Records provided:
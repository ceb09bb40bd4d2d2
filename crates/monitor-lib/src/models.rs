//! Core data models for the host monitor

use crate::error::MonitorError;
use serde::{Deserialize, Serialize};

/// Upper bound of a utilization percentage
pub const MAX_PERCENT: f32 = 100.0;

/// Point-in-time host utilization reading
#[derive(Debug, Clone, Copy, PartialEq, Serialize, Deserialize)]
pub struct MetricsSnapshot {
    /// CPU utilization averaged over the sampling window (0-100)
    pub cpu: f32,
    /// RAM utilization (0-100)
    pub ram: f32,
    /// Disk space utilization of the monitored mount (0-100)
    pub disk: f32,
    /// Unix timestamp of capture in seconds
    pub timestamp: i64,
}

impl MetricsSnapshot {
    pub fn new(cpu: f32, ram: f32, disk: f32) -> Self {
        Self {
            cpu,
            ram,
            disk,
            timestamp: chrono::Utc::now().timestamp(),
        }
    }
}

/// Model input: snapshot scaled to [0, 1], fed positionally as cpu, ram, disk
#[derive(Debug, Clone, Copy, PartialEq, Serialize, Deserialize)]
pub struct FeatureVector {
    pub cpu: f32,
    pub ram: f32,
    pub disk: f32,
}

impl FeatureVector {
    /// Number of model inputs
    pub const LEN: usize = 3;

    /// Normalize a snapshot, rejecting readings outside [0, 100]
    pub fn from_snapshot(snapshot: &MetricsSnapshot) -> Result<Self, MonitorError> {
        Ok(Self {
            cpu: normalize("cpu", snapshot.cpu)?,
            ram: normalize("ram", snapshot.ram)?,
            disk: normalize("disk", snapshot.disk)?,
        })
    }

    /// Positional model input
    pub fn to_array(&self) -> [f32; Self::LEN] {
        [self.cpu, self.ram, self.disk]
    }
}

fn normalize(metric: &'static str, value: f32) -> Result<f32, MonitorError> {
    if !value.is_finite() || !(0.0..=MAX_PERCENT).contains(&value) {
        return Err(MonitorError::MetricOutOfRange { metric, value });
    }
    Ok(value / MAX_PERCENT)
}

/// Static host description reported at startup
#[derive(Debug, Clone, Default, PartialEq, Eq, Serialize, Deserialize)]
pub struct HostInfo {
    pub host_name: Option<String>,
    pub os_name: Option<String>,
    pub os_version: Option<String>,
    pub cpu_brand: Option<String>,
    pub cpu_count: usize,
}
//! Load-once holder for the scoring model
//!
//! The cache is an explicit service object: construct it with a loader,
//! share it through `Arc`, and every `get_handle` call yields the same
//! handle. The first-load path is guarded so concurrent callers block on
//! a single load instead of racing.

use super::ScoringModel;
use crate::error::MonitorError;
use anyhow::Result;
use chrono::{DateTime, Utc};
use once_cell::sync::OnceCell;
use std::path::{Path, PathBuf};
use std::sync::Arc;
use tracing::info;

/// Source of a scoring model
pub trait ModelLoader: Send + Sync {
    /// Load the model artifact into an inference-capable model
    fn load(&self) -> Result<Box<dyn ScoringModel>>;

    /// Location the model is loaded from, for reporting
    fn source(&self) -> &Path;
}

/// Loaded model plus the moment it was loaded
pub struct ModelHandle {
    model: Box<dyn ScoringModel>,
    loaded_at: DateTime<Utc>,
    source: PathBuf,
}

impl ModelHandle {
    pub fn model(&self) -> &dyn ScoringModel {
        self.model.as_ref()
    }

    pub fn loaded_at(&self) -> DateTime<Utc> {
        self.loaded_at
    }

    pub fn source(&self) -> &Path {
        &self.source
    }

    pub fn version(&self) -> &str {
        self.model.version()
    }
}

impl std::fmt::Debug for ModelHandle {
    fn fmt(&self, f: &mut std::fmt::Formatter<'_>) -> std::fmt::Result {
        f.debug_struct("ModelHandle")
            .field("version", &self.version())
            .field("loaded_at", &self.loaded_at)
            .field("source", &self.source)
            .finish()
    }
}

/// Process-lifetime cache of the single model handle
pub struct ModelCache {
    loader: Box<dyn ModelLoader>,
    handle: OnceCell<Arc<ModelHandle>>,
}

impl ModelCache {
    pub fn new(loader: impl ModelLoader + 'static) -> Self {
        Self {
            loader: Box::new(loader),
            handle: OnceCell::new(),
        }
    }

    /// Return the shared handle, loading the model on first use
    pub fn get_handle(&self) -> Result<Arc<ModelHandle>, MonitorError> {
        self.handle
            .get_or_try_init(|| {
                let source = self.loader.source().to_path_buf();
                let model = self.loader.load().map_err(|e| MonitorError::ModelLoad {
                    path: source.clone(),
                    reason: format!("{:#}", e),
                })?;
                let handle = ModelHandle {
                    model,
                    loaded_at: Utc::now(),
                    source,
                };
                info!(
                    version = %handle.version(),
                    source = %handle.source.display(),
                    "Scoring model loaded"
                );
                Ok::<_, MonitorError>(Arc::new(handle))
            })
            .cloned()
    }

    /// Whether the model has been loaded yet
    pub fn is_loaded(&self) -> bool {
        self.handle.get().is_some()
    }
}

Work request:
Scan the data above, find each line with "Option", and copy it.

Task response:
    pub host_name: Option<String>,
    pub os_name: Option<String>,
    pub os_version: Option<String>,
    pub cpu_brand: Option<String>,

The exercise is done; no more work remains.